Davis Allen Cripe died on April 26 from a "caffeine-induced cardiac event causing a probable arrhythmia," the Richland County coroner's office in the southern US state wrote in a statement.
Two hours before he collapsed, Cripe drank a cafe latte, a large Diet Mountain Dew and an energy drink.
Richland County Coroner Gary Watts noted Tueday that such occurrences are "highly unusual."
"It was mainly due to the time period that he ingested a rapid amount of caffeine that affected his heart," Watts told The Post and Courier, adding that Cripe had collapsed just 15 minutes after taking the energy drink.
The US Food and Drug Administration recommends that adults consume no more than 400 mg of caffeine per day, which is equivalent to four or five cups of coffee.
"While adults should be mindful of their caffeine consumption, it's important for parents to know the risks of children and adolescents consuming caffeine," Jill Michels of the Palmetto Poison Center said in a statement.
"Take the time to talk with your children about the dangers of caffeinated drinks."
At a news conference on Monday, the boy's father said his son was very careful about drugs and alcohol.
"It wasn't a car crash that took his life.

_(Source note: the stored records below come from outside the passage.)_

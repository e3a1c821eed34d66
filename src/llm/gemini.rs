//! Google Gemini provider over the `generateContent` REST API.

use std::time::Duration;

use async_trait::async_trait;
use reqwest::{Client, StatusCode};
use rust_decimal::Decimal;
use secrecy::{ExposeSecret, SecretString};
use serde::{Deserialize, Serialize};
use tracing::debug;

use crate::error::LlmError;
use crate::llm::costs::model_cost;
use crate::llm::provider::{CompletionRequest, CompletionResponse, FinishReason, LlmProvider};

const PROVIDER: &str = "gemini";

const DEFAULT_BASE_URL: &str = "https://generativelanguage.googleapis.com/v1beta/models";

#[derive(Debug, Serialize)]
#[serde(rename_all = "camelCase")]
struct GeminiRequest {
    contents: Vec<GeminiContent>,
    #[serde(skip_serializing_if = "Option::is_none")]
    system_instruction: Option<GeminiContent>,
    #[serde(skip_serializing_if = "Option::is_none")]
    generation_config: Option<GenerationConfig>,
}

#[derive(Debug, Serialize)]
struct GeminiContent {
    #[serde(skip_serializing_if = "Option::is_none")]
    role: Option<&'static str>,
    parts: Vec<GeminiPart>,
}

#[derive(Debug, Serialize)]
struct GeminiPart {
    text: String,
}

#[derive(Debug, Serialize)]
#[serde(rename_all = "camelCase")]
struct GenerationConfig {
    #[serde(skip_serializing_if = "Option::is_none")]
    temperature: Option<f32>,
    #[serde(skip_serializing_if = "Option::is_none")]
    max_output_tokens: Option<u32>,
}

#[derive(Debug, Deserialize)]
#[serde(rename_all = "camelCase")]
struct GeminiResponse {
    #[serde(default)]
    candidates: Vec<GeminiCandidate>,
    #[serde(default)]
    usage_metadata: Option<UsageMetadata>,
    #[serde(default)]
    response_id: Option<String>,
}

#[derive(Debug, Deserialize)]
#[serde(rename_all = "camelCase")]
struct GeminiCandidate {
    #[serde(default)]
    content: Option<CandidateContent>,
    #[serde(default)]
    finish_reason: Option<String>,
}

#[derive(Debug, Deserialize)]
struct CandidateContent {
    #[serde(default)]
    parts: Vec<CandidatePart>,
}

#[derive(Debug, Deserialize)]
struct CandidatePart {
    #[serde(default)]
    text: String,
}

#[derive(Debug, Deserialize)]
#[serde(rename_all = "camelCase")]
struct UsageMetadata {
    #[serde(default)]
    prompt_token_count: u32,
    #[serde(default)]
    candidates_token_count: u32,
}

/// Gemini `generateContent` client.
pub struct GeminiProvider {
    client: Client,
    api_key: SecretString,
    model: String,
    base_url: String,
}

impl GeminiProvider {
    /// Create a provider with an HTTP-level timeout.
    pub fn new(api_key: SecretString, model: &str, timeout: Duration) -> Result<Self, LlmError> {
        let client = Client::builder()
            .timeout(timeout)
            .build()
            .map_err(|e| LlmError::RequestFailed {
                provider: PROVIDER.to_string(),
                reason: format!("Failed to build HTTP client: {e}"),
            })?;

        Ok(Self {
            client,
            api_key,
            model: model.to_string(),
            base_url: DEFAULT_BASE_URL.to_string(),
        })
    }

    /// Point the provider at a different endpoint (proxies, tests).
    pub fn with_base_url(mut self, base_url: impl Into<String>) -> Self {
        self.base_url = base_url.into();
        self
    }

    fn build_body(request: &CompletionRequest) -> GeminiRequest {
        GeminiRequest {
            contents: vec![GeminiContent {
                role: Some("user"),
                parts: vec![GeminiPart {
                    text: request.user_prompt(),
                }],
            }],
            system_instruction: request.system_prompt().map(|text| GeminiContent {
                role: None,
                parts: vec![GeminiPart { text }],
            }),
            generation_config: Some(GenerationConfig {
                temperature: request.temperature,
                max_output_tokens: request.max_tokens,
            }),
        }
    }
}

fn parse_finish_reason(reason: Option<&str>) -> FinishReason {
    match reason {
        Some("STOP") => FinishReason::Stop,
        Some("MAX_TOKENS") => FinishReason::Length,
        Some("SAFETY") | Some("RECITATION") | Some("BLOCKLIST") => FinishReason::ContentFilter,
        _ => FinishReason::Unknown,
    }
}

#[async_trait]
impl LlmProvider for GeminiProvider {
    fn model_name(&self) -> &str {
        &self.model
    }

    fn cost_per_token(&self) -> (Decimal, Decimal) {
        model_cost(&self.model)
    }

    async fn complete(&self, request: CompletionRequest) -> Result<CompletionResponse, LlmError> {
        let url = format!("{}/{}:generateContent", self.base_url, self.model);
        let body = Self::build_body(&request);

        debug!(model = %self.model, "Sending Gemini request");

        let response = self
            .client
            .post(&url)
            .header("x-goog-api-key", self.api_key.expose_secret())
            .json(&body)
            .send()
            .await
            .map_err(|e| LlmError::RequestFailed {
                provider: PROVIDER.to_string(),
                reason: e.to_string(),
            })?;

        let status = response.status();
        let text = response.text().await.map_err(|e| LlmError::RequestFailed {
            provider: PROVIDER.to_string(),
            reason: format!("Failed to read response body: {e}"),
        })?;

        match status {
            s if s.is_success() => {}
            StatusCode::UNAUTHORIZED | StatusCode::FORBIDDEN => {
                return Err(LlmError::AuthFailed {
                    provider: PROVIDER.to_string(),
                });
            }
            StatusCode::TOO_MANY_REQUESTS => {
                return Err(LlmError::RateLimited {
                    provider: PROVIDER.to_string(),
                    retry_after: None,
                });
            }
            other => {
                let preview: String = text.chars().take(300).collect();
                return Err(LlmError::RequestFailed {
                    provider: PROVIDER.to_string(),
                    reason: format!("HTTP {other}: {preview}"),
                });
            }
        }

        let parsed: GeminiResponse = serde_json::from_str(&text)?;
        let candidate = parsed
            .candidates
            .first()
            .ok_or_else(|| LlmError::InvalidResponse {
                provider: PROVIDER.to_string(),
                reason: "No candidates in response".to_string(),
            })?;

        let content: String = candidate
            .content
            .as_ref()
            .map(|c| c.parts.iter().map(|p| p.text.as_str()).collect())
            .unwrap_or_default();

        let (input_tokens, output_tokens) = parsed
            .usage_metadata
            .as_ref()
            .map(|u| (u.prompt_token_count, u.candidates_token_count))
            .unwrap_or((0, 0));

        Ok(CompletionResponse {
            content,
            input_tokens,
            output_tokens,
            finish_reason: parse_finish_reason(candidate.finish_reason.as_deref()),
            response_id: parsed.response_id,
        })
    }
}

#[cfg(test)]
mod tests {
    use super::*;
    use crate::llm::provider::ChatMessage;

    #[test]
    fn body_separates_system_instruction() {
        let request = CompletionRequest::new(vec![
            ChatMessage::system("You classify incidents."),
            ChatMessage::user("Fire near the market"),
        ])
        .with_temperature(0.1)
        .with_max_tokens(128);

        let body = serde_json::to_value(GeminiProvider::build_body(&request)).unwrap();
        assert_eq!(body["contents"][0]["role"], "user");
        assert_eq!(body["contents"][0]["parts"][0]["text"], "Fire near the market");
        assert_eq!(
            body["systemInstruction"]["parts"][0]["text"],
            "You classify incidents."
        );
        assert_eq!(body["generationConfig"]["maxOutputTokens"], 128);
    }

    #[test]
    fn body_omits_missing_system_instruction() {
        let request = CompletionRequest::new(vec![ChatMessage::user("hello")]);
        let body = serde_json::to_value(GeminiProvider::build_body(&request)).unwrap();
        assert!(body.get("systemInstruction").is_none());
    }

    #[test]
    fn response_parses_text_and_usage() {
        let raw = r#"{
            "candidates": [{
                "content": {"parts": [{"text": "Type: Fire\n"}, {"text": "Urgency: high"}]},
                "finishReason": "STOP"
            }],
            "usageMetadata": {"promptTokenCount": 120, "candidatesTokenCount": 9}
        }"#;
        let parsed: GeminiResponse = serde_json::from_str(raw).unwrap();
        assert_eq!(parsed.candidates.len(), 1);
        let usage = parsed.usage_metadata.unwrap();
        assert_eq!(usage.prompt_token_count, 120);
        assert_eq!(usage.candidates_token_count, 9);
    }

    #[test]
    fn finish_reason_mapping() {
        assert_eq!(parse_finish_reason(Some("STOP")), FinishReason::Stop);
        assert_eq!(parse_finish_reason(Some("MAX_TOKENS")), FinishReason::Length);
        assert_eq!(
            parse_finish_reason(Some("SAFETY")),
            FinishReason::ContentFilter
        );
        assert_eq!(parse_finish_reason(None), FinishReason::Unknown);
    }

    #[test]
    fn provider_reports_model_name() {
        let provider = GeminiProvider::new(
            SecretString::from("test-key"),
            "gemini-1.5-flash-latest",
            Duration::from_secs(5),
        )
        .unwrap();
        assert_eq!(provider.model_name(), "gemini-1.5-flash-latest");
        assert!(provider.cost_per_token().0 > Decimal::ZERO);
    }
}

Instead, it was an energy drink," Sean Cripe said.
While energy drinks account for just a small segment of the non-alcoholic beverages industry, they are very popular with young people.
Health experts have expressed concern about the drinks' high caffeine content, which can cause arrhythmia and raise blood pressure in young people.
Energy drinks can contain up to 240 milligrams of caffeine, according to a 2012 Consumer Reports study.